# Using **pyTwitterAnalysis** 

#### *This is a sample of some of the basic functionality available on pyTwitterAnalysis package*

***

 ##### **What this notebook will do**:
 + load twitter raw json files into a mongoDB database
 * create mongoDB collection to analyze the data
 + create edges files based on user connections (mentions, quotes, replies, retweets)
 + create folder structure to save all files (by period or not)
 + create the following files for each folder and sub folder
     + nodes with degrees 
     + edges
     + texts for topics
     + graph with lda model
     + graph plot
     + graph plot with contracted nodes
     + hashtag & words frequency list
     + hashtags & words barChart
     + timeseries plot (tweet count & hashtag count(
     + wordclouds (high degree nodes, high frequency hashtags, high frequency words)               

#### Initialize packages

In [None]:
import pyTwitterAnalysis as ta
from pymongo import MongoClient

#### Set your mongoDB connection

In [None]:
#db connection
mongoDBConnectionSTR = "mongodb://localhost:27017"
client = MongoClient(mongoDBConnectionSTR)
db = client.twitter_DB_MeToo_Tst3 #chose your DB name here

#### Set up the folder path you want to save all of the ouput files

In [None]:
BASE_PATH = 'D:\\Data\\myTwitterAnalysisFiles'

#### Initialize you twitterAnalysis object

In [None]:
x = ta.tw_analysis(BASE_PATH, db)

#### Import data from json files nto a mongoDB database

In [None]:
JSON_FILES_PATH = 'D:\\Data\\my_json_files'  ##this is the folder path where all of your twitter json files should be
x.loadDocFromFile(JSON_FILES_PATH)

#### Create database collection that will be used to analyse the data

In [None]:
step = 100000   # You can set the number of tweets to load at a time. (Large number may cause out of memory errors, low number may take a long time to run)
x.build_db_collections(step)

#### Set up the periods you want to analyse 
#####  ** Set period_arr to None if you don't want to analyze separate periods

In [None]:
#Format: Period Name, Period Start Date, Period End Date
period_arr = [['P1',  '10/08/2017 00:00:00', '10/15/2017 00:00:00'],
              ['P2',  '10/15/2017 00:00:00', '10/29/2017 00:00:00'],
              ['P3',  '10/29/2017 00:00:00', '11/12/2017 00:00:00'],
              ['P4',  '11/12/2017 00:00:00', '11/26/2017 00:00:00'],
              ['P5',  '11/26/2017 00:00:00', '12/10/2017 00:00:00'],
              ['P6',  '12/10/2017 00:00:00', '12/24/2017 00:00:00'],              
              ['P7',  '12/24/2017 00:00:00', '01/07/2018 00:00:00'],              
              ['P8',  '01/07/2018 00:00:00', '01/21/2018 00:00:00'],
              ['P9',  '01/21/2018 00:00:00', '02/04/2018 00:00:00'],              
              ['P10', '02/04/2018 00:00:00', '02/18/2018 00:00:00'],
              ['P11', '02/18/2018 00:00:00', '03/04/2018 00:00:00'],
              ['P12', '03/04/2018 00:00:00', '03/19/2018 00:00:00']]

#### Export edges
##### This is an important step.
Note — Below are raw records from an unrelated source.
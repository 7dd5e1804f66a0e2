/*
 *  display/traits.rs
 *
 *  duobar - two bars, one row
 *  (c) 2020-26 Stuart Hunter
 *
 *  Core trait definition for character-display adapters
 *
 *  This program is free software: you can redistribute it and/or modify
 *  it under the terms of the GNU General Public License as published by
 *  the Free Software Foundation, either version 3 of the License, or
 *  (at your option) any later version.
 *
 *  This program is distributed in the hope that it will be useful,
 *  but WITHOUT ANY WARRANTY; without even the implied warranty of
 *  MERCHANTABILITY or FITNESS FOR A PARTICULAR PURPOSE.  See the
 *  GNU General Public License for more details.
 *
 *  See <http://www.gnu.org/licenses/> to get a copy of the GNU General
 *  Public License.
 *
 */

use crate::display::error::DisplayError;
use crate::glyphs::GlyphBitmap;

/// Character-matrix geometry and capabilities
#[derive(Debug, Clone)]
pub struct CharGeometry {
    /// Columns per row (16, 20, 40, ...)
    pub cols: u8,

    /// Number of rows (1, 2, 4)
    pub rows: u8,

    /// Programmable CGRAM glyph slots (8 on HD44780-class panels)
    pub glyph_slots: u8,
}

/// Minimal hardware abstraction - all character-display adapters implement
/// this trait.
///
/// It is the narrow seam between the bar engine and the transport: cursor
/// positioning, single-cell writes and glyph-slot programming. All
/// operations are synchronous, blocking bus writes. The panel itself is
/// expected to be initialized by the caller before any bar is drawn;
/// `init` exists for drivers that own their transport end to end.
pub trait CharDisplay: Send {
    /// Returns the geometry of this display
    fn geometry(&self) -> &CharGeometry;

    /// Returns the display dimensions as (cols, rows)
    fn dimensions(&self) -> (u8, u8) {
        let geo = self.geometry();
        (geo.cols, geo.rows)
    }

    /// Initialize the display hardware
    fn init(&mut self) -> Result<(), DisplayError>;

    /// Move the write cursor to `(col, row)`, 0-based
    fn move_cursor(&mut self, col: u8, row: u8) -> Result<(), DisplayError>;

    /// Write one character cell at the cursor; the cursor advances one
    /// column, matching HD44780 auto-increment.
    ///
    /// Codes 0..8 address the programmable CGRAM glyphs, everything else
    /// is the controller's built-in character ROM (0x20 blank, 0xFF solid
    /// block).
    fn write_char(&mut self, code: u8) -> Result<(), DisplayError>;

    /// Program a CGRAM glyph slot with a 5x8 bitmap (8 rows, low 5 bits
    /// of each byte, MSB on the left).
    ///
    /// Slot contents survive until reprogrammed or the panel is reset.
    fn define_glyph(&mut self, slot: u8, bitmap: &GlyphBitmap) -> Result<(), DisplayError>;

    /// Blank the whole character matrix
    fn clear(&mut self) -> Result<(), DisplayError>;
}
// build.rs

use chrono::Utc;
use std::env;
use std::fs;
use std::path::Path;

fn main() {
    let out_dir = env::var("OUT_DIR").unwrap();
    let dest_path = Path::new(&out_dir).join("build_info.rs");

    let build_date = Utc::now().format("%Y-%m-%d %H:%M:%S UTC").to_string();

    // Constant picked up by the demo binary's startup banner
    fs::write(
        &dest_path,
        format!("pub const BUILD_DATE: &str = \"{}\";", build_date),
    ).unwrap();

    println!("cargo:rerun-if-changed=build.rs");
}
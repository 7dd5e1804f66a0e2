/*
 *  lib.rs
 *
 *  duobar - two bars, one row
 *  (c) 2020-26 Stuart Hunter
 *
 *  Two independent progress bars in a single row of a character LCD,
 *  with sub-cell resolution from the panel's 8 programmable glyphs and
 *  change-tracking that keeps bus writes to the cells that moved.
 *
 *  This program is free software: you can redistribute it and/or modify
 *  it under the terms of the GNU General Public License as published by
 *  the Free Software Foundation, either version 3 of the License, or
 *  (at your option) any later version.
 *
 *  This program is distributed in the hope that it will be useful,
 *  but WITHOUT ANY WARRANTY; without even the implied warranty of
 *  MERCHANTABILITY or FITNESS FOR A PARTICULAR PURPOSE.  See the
 *  GNU General Public License for more details.
 *
 *  See <http://www.gnu.org/licenses/> to get a copy of the GNU General
 *  Public License.
 *
 */

pub mod bar;
pub mod config;
pub mod display;
pub mod glyphs;
pub mod range;

pub use bar::{BarSegment, DuoBar};
pub use display::error::DisplayError;
pub use display::traits::{CharDisplay, CharGeometry};
pub use glyphs::{CellFill, GlyphSet, SUB_LEVELS_PER_CELL};
pub use range::{BarId, BarRange};
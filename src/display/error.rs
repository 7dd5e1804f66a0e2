/*
 *  display/error.rs
 *
 *  duobar - two bars, one row
 *  (c) 2020-26 Stuart Hunter
 *
 *  Unified error types for the display adapter boundary
 *
 *  This program is free software: you can redistribute it and/or modify
 *  it under the terms of the GNU General Public License as published by
 *  the Free Software Foundation, either version 3 of the License, or
 *  (at your option) any later version.
 *
 *  This program is distributed in the hope that it will be useful,
 *  but WITHOUT ANY WARRANTY; without even the implied warranty of
 *  MERCHANTABILITY or FITNESS FOR A PARTICULAR PURPOSE.  See the
 *  GNU General Public License for more details.
 *
 *  See <http://www.gnu.org/licenses/> to get a copy of the GNU General
 *  Public License.
 *
 */

use thiserror::Error;

/// Unified error type for all display-adapter operations.
///
/// The bar engine itself has no failure modes of its own: out-of-range
/// values clamp and degenerate ranges render empty. Everything here comes
/// from the adapter boundary (bus writes, geometry validation, glyph-slot
/// bookkeeping).
#[derive(Debug, Error)]
pub enum DisplayError {
    /// Hardware initialization failed
    #[error("Display initialization failed: {0}")]
    InitializationFailed(String),

    /// A bus write to the display controller failed
    #[error("Bus write failed: {0}")]
    BusError(String),

    /// Invalid configuration
    #[error("Invalid configuration: {0}")]
    InvalidConfiguration(String),

    /// Unsupported operation for this display
    #[error("Operation not supported by this display")]
    UnsupportedOperation,

    /// Programmable glyph slot outside the panel's CGRAM range
    #[error("Invalid glyph slot {slot} (display has {available})")]
    InvalidSlot { slot: u8, available: u8 },

    /// Cursor target outside the character matrix
    #[error("Cursor out of bounds: col {col}, row {row}")]
    CursorOutOfBounds { col: u8, row: u8 },

    /// Generic error with message
    #[error("{0}")]
    Other(String),
}
/*
 *  display/mod.rs
 *
 *  duobar - two bars, one row
 *  (c) 2020-26 Stuart Hunter
 *
 *  Display subsystem - adapter trait, errors and bundled drivers
 *
 *  This program is free software: you can redistribute it and/or modify
 *  it under the terms of the GNU General Public License as published by
 *  the Free Software Foundation, either version 3 of the License, or
 *  (at your option) any later version.
 *
 *  This program is distributed in the hope that it will be useful,
 *  but WITHOUT ANY WARRANTY; without even the implied warranty of
 *  MERCHANTABILITY or FITNESS FOR A PARTICULAR PURPOSE.  See the
 *  GNU General Public License for more details.
 *
 *  See <http://www.gnu.org/licenses/> to get a copy of the GNU General
 *  Public License.
 *
 */

// Core trait definitions
pub mod error;
pub mod traits;

// Bundled adapters: a recording mock for tests and a terminal emulator
// for desktop runs. Real transports (I2C/GPIO HD44780 and friends) plug
// into the same trait from the outside.
pub mod drivers;

pub use error::DisplayError;
pub use traits::{CharDisplay, CharGeometry};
We will use the files created here in other steps 

In [None]:
x.export_all_edges_for_input(period_arr=period_arr)

#### Print initial EDA

In [None]:
x.eda_analysis()

### IMPORTANT STEP: Choose your settings here before running the next step
##### These variables will help you decide what files you want to see and with which parameters 
##### Running the next step could take a long time. If you want to run piece by piece so you can see results soon, you can change the flags to 'Y' on at the time

In [None]:
OUTPUT_PATH = BASE_PATH
IS_BOT_FILTER = None
PERIOD_ARR = period_arr 

#Choose which files you want to print - #Options: (Y/N)
CREATE_NODES_EDGES_FILES_FLAG = 'Y'   
CREATE_GRAPHS_FILES_FLAG = 'Y'
CREATE_TOPIC_MODEL_FILES_FLAG = 'Y'
CREATE_HT_FREQUENCY_FILES_FLAG = 'Y'
CREATE_WORDS_FREQUENCY_FILES_FLAG = 'Y'
CREATE_TIMESERIES_FILES_FLAG = 'Y'

#topic settings
NUM_OF_TOPICS = 6           #This is the number of topics to send as input to LDA model  (Default is 4)
TOP_NO_WORD_FILTER = None   #The number of words to save on the frequency word list file. (Default=5000)


#graph settings
COMTY_CONTRACT_PER = 90   #This a percetage number used to remove nodes so we can be able to plot large graphs. 
                          #You can run this logic multiple times with different percentages. Each time will save the graph file with a different name
GRAPH_PLOT_CUTOFF_NO_EDGES = 3000 #This is the number of edges cutoff to decide if we will print the graph or not. 
                                  #The logic will remove nodes until it can get to this number to plot
                                  #Large number may take a long time to run. Small number may contract nodes too much or not print the graph at all


#We will create subfolder for the top degree nodes based on these settings
TOP_DEGREE_START=1   
TOP_DEGREE_END=10

#We will create subfolders for the top degree nodes for each period based on these settings
PERIOD_TOP_DEGREE_START=1
PERIOD_TOP_DEGREE_END=5

##### This steps will create all the analysis files
##### You can run this multiple times using different parameters

In [None]:
x.edge_files_analysis(output_path=OUTPUT_PATH,
                      is_bot_Filter=IS_BOT_FILTER,
                      period_arr=PERIOD_ARR,
                      create_nodes_edges_files_flag=CREATE_NODES_EDGES_FILES_FLAG, 
                      create_graphs_files_flag=CREATE_GRAPHS_FILES_FLAG,
                      create_topic_model_files_flag=CREATE_TOPIC_MODEL_FILES_FLAG,
                      create_ht_frequency_files_flag=CREATE_HT_FREQUENCY_FILES_FLAG,
                      create_words_frequency_files_flag=CREATE_WORDS_FREQUENCY_FILES_FLAG,
                      create_timeseries_files_flag=CREATE_TIMESERIES_FILES_FLAG,
                      num_of_topics=NUM_OF_TOPICS, 
                      top_no_word_filter=TOP_NO_WORD_FILTER, 
                      graph_plot_cutoff_no_edges=GRAPH_PLOT_CUTOFF_NO_EDGES, 
                      comty_contract_per=COMTY_CONTRACT_PER,
                      top_degree_start=TOP_DEGREE_START,
                      top_degree_end=TOP_DEGREE_END, 
                      period_top_degree_start=PERIOD_TOP_DEGREE_START, 
                      period_top_degree_end=PERIOD_TOP_DEGREE_END
                     )